SUMENEP, KOMPAS Hingga Sabtu (13/10/2018), hari ketiga pascagempa bermagnitudo 6,3 yang mengguncang Jawa Timur, sebagian besar warga Pulau Sapudi, Sumenep, Jawa Timur, belum tersentuh bantuan. Letak Pulau Sapudi di wilayah kepulauan dan kondisi jalan yang rusak parah mengakibatkan distribusi bantuan tersendat.
Penelusuran di Desa Prambanan, Kecamatan Gayam, dan Desa Sokarame Timur, Kecamatan Nanggonong, sejumlah warga mengatakan belum mendapat bantuan dari pemerintah atau lembaga lain. Padahal, logistik menumpuk di posko Dusun Jambusuk, Desa Prambanan.
Warga Dusun Jambusuk, Budi (45), mengatakan amat membutuhkan bantuan berupa makanan, air bersih, tenda, dan selimut. Sejak gempa, dia dan ratusan warga dusun tidak berani tidur di rumah. Mereka memilih tidur di halaman dan teras.
Mereka tidur beralas tikar dan beratap langit. Padahal, malam hari, udara dingin menusuk tulang. ”Kami butuh selimut dan tenda untuk tidur hingga rumah selesai diperbaiki,” katanya.

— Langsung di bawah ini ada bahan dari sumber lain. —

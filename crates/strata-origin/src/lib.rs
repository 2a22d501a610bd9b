//! # strata-origin
//!
//! Access to remote publishers.
//!
//! [`OriginClient`] is the only way the subscriber talks to a publisher.
//! Implementations are stateless per call and never cache; caching is the
//! job of the metadata cache and chunk store.
//!
//! - [`HttpOrigin`]: reference transport over HTTP (`reqwest`)
//! - [`mock::MockOrigin`]: in-memory publisher for tests (feature `mock`)

pub mod frame;
pub mod http;
#[cfg(any(test, feature = "mock"))]
pub mod mock;

pub use http::HttpOrigin;

use std::collections::BTreeMap;

use async_trait::async_trait;
use chrono::{DateTime, Utc};
use serde::{Deserialize, Serialize};
use thiserror::Error;

use strata_meta::{DatasetId, OriginMeta};

/// Errors returned by a publisher call.
///
/// Cloneable so one outcome can be handed to every waiter on a fetch.
#[derive(Error, Debug, Clone, PartialEq, Eq, Serialize, Deserialize)]
pub enum OriginError {
    #[error("origin unreachable: {0}")]
    Unreachable(String),

    #[error("origin timed out")]
    Timeout,

    #[error("not found at origin: {0}")]
    NotFound(String),

    #[error("origin protocol error: {0}")]
    Protocol(String),
}

impl OriginError {
    /// Failures where the publisher could not answer at all.
    ///
    /// These are retried and fall back to cached data; `NotFound` and
    /// `Protocol` are answers and are not.
    pub fn is_unavailable(&self) -> bool {
        matches!(self, OriginError::Unreachable(_) | OriginError::Timeout)
    }
}

pub type Result<T> = std::result::Result<T, OriginError>;

/// Result of a multi-chunk fetch.
///
/// Indices that failed individually appear in `errors`. An index requested
/// but present in neither map was silently omitted by the publisher.
#[derive(Debug, Clone, Default, PartialEq, Eq)]
pub struct ChunkBatch {
    pub chunks: BTreeMap<u64, Vec<u8>>,
    pub errors: BTreeMap<u64, OriginError>,
}

impl ChunkBatch {
    /// Outcome for one index, if the publisher reported one.
    pub fn take(&mut self, index: u64) -> Option<Result<Vec<u8>>> {
        if let Some(bytes) = self.chunks.remove(&index) {
            return Some(Ok(bytes));
        }
        self.errors.remove(&index).map(Err)
    }
}

/// Remote publisher contract.
#[async_trait]
pub trait OriginClient: Send + Sync {
    /// Dataset paths in a root, in publisher order
    async fn list_datasets(&self, root: &str) -> Result<Vec<String>>;

    /// Full descriptive metadata of a dataset
    async fn get_meta(&self, id: &DatasetId) -> Result<OriginMeta>;

    /// Current modification time of a dataset (cheap probe)
    async fn get_mtime(&self, id: &DatasetId) -> Result<DateTime<Utc>>;

    /// Compressed bytes of the given chunks.
    ///
    /// Must accept a single index. `Err` means the whole call failed;
    /// per-index failures go in [`ChunkBatch::errors`].
    async fn get_chunks(&self, id: &DatasetId, indices: &[u64]) -> Result<ChunkBatch>;
}

/// Group indices into half-open `[start, end)` runs of consecutive values.
///
/// Input order and duplicates do not matter; runs come out ascending.
pub fn contiguous_runs(indices: &[u64]) -> Vec<(u64, u64)> {
    let mut sorted = indices.to_vec();
    sorted.sort_unstable();
    sorted.dedup();

    let mut runs: Vec<(u64, u64)> = Vec::new();
    for idx in sorted {
        match runs.last_mut() {
            Some((_, end)) if *end == idx => *end = idx + 1,
            _ => runs.push((idx, idx + 1)),
        }
    }
    runs
}

#[cfg(test)]
mod tests {
    use super::*;

    #[test]
    fn test_contiguous_runs() {
        assert_eq!(contiguous_runs(&[]), vec![]);
        assert_eq!(contiguous_runs(&[7]), vec![(7, 8)]);
        assert_eq!(
            contiguous_runs(&[5, 1, 2, 3, 9, 10, 2]),
            vec![(1, 4), (5, 6), (9, 11)]
        );
    }

    #[test]
    fn test_unavailable_classification() {
        assert!(OriginError::Timeout.is_unavailable());
        assert!(OriginError::Unreachable("refused".into()).is_unavailable());
        assert!(!OriginError::NotFound("/x".into()).is_unavailable());
        assert!(!OriginError::Protocol("bad".into()).is_unavailable());
    }

    #[test]
    fn test_batch_take() {
        let mut batch = ChunkBatch::default();
        batch.chunks.insert(1, b"one".to_vec());
        batch.errors.insert(2, OriginError::Timeout);

        assert_eq!(batch.take(1), Some(Ok(b"one".to_vec())));
        assert_eq!(batch.take(2), Some(Err(OriginError::Timeout)));
        assert_eq!(batch.take(1), None);
        assert_eq!(batch.take(3), None);
    }
}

Mayuto (52), warga Dusun Jambusuk lain, mengatakan, gempa membuat hidupnya makin susah. Sejak enam bulan lalu, daerah itu dilanda kekeringan. Ia harus membeli air bersih Rp 80.000 per tangki. Saat ini, ia kekurangan air karena tidak memiliki uang.
Warga Dusun Daleman, Desa Sokarame Timur, Masni (58), menuturkan, keluarganya yang berjumlah delapan orang tidur di halaman rumah dan mushala, termasuk cucunya, Nur Haliza (3). ”Kalau malam, cucu saya kedinginan karena tidak punya selimut,” ujar Masni.
Warga mengatakan sudah didatangi aparat. Mereka hanya mendata kerusakan rumah, tidak memberikan bantuan. Padahal, mereka membutuhkan bantuan selama tidur di luar rumah.
Camat Gayam Mohammad Mansur menyebutkan, bantuan baru sekitar 30 persen dari jumlah yang dibutuhkan warga. ”Ada sekitar 500 keluarga yang terdampak gempa,” katanya.
Kepala Pelaksana Badan Penanggulangan Bencana Daerah (BPBD) Sumenep Rahman Riadi mengakui, distribusi bantuan belum maksimal. Penyebabnya, Pulau Sapudi jauh dari Sumenep dan hanya bisa dijangkau dengan kapal. Letak desa-desa juga terpencar dengan akses jalan sebagian besar rusak.
Menurut Rahman, bantuan makanan sudah dikirim ke Pulau Sapudi sejak hari pertama gempa dengan kapal kayu. Namun, bantuan belum terdistribusi kepada semua pengungsi karena tidak ada kendaraan memadai. Untuk menjangkau sembilan desa terdampak gempa di pulau seluas 120 kilometer persegi diperlukan setidaknya delapan mobil bak terbuka yang mampu menerobos jalan rusak. Satu mobil bak terbuka milik BPBD Sumenep masih tertahan di Pelabuhan Kalianget karena belum ada kapal besar yang membawa ke Sapudi. Demikian juga bantuan tenda. Kapal besar hanya dua kali seminggu ke Pulau Sapudi.
Mulai pulang
Kota Palu, Sulawesi Tengah, terus menggeliat. Aktivitas pasar kembali hidup. Banyak warung makanan dan kelontong mulai buka. Sejumlah sekolah juga mulai aktif. Sebagian besar puing akibat tsunami di Pantai Talise juga sudah disingkirkan.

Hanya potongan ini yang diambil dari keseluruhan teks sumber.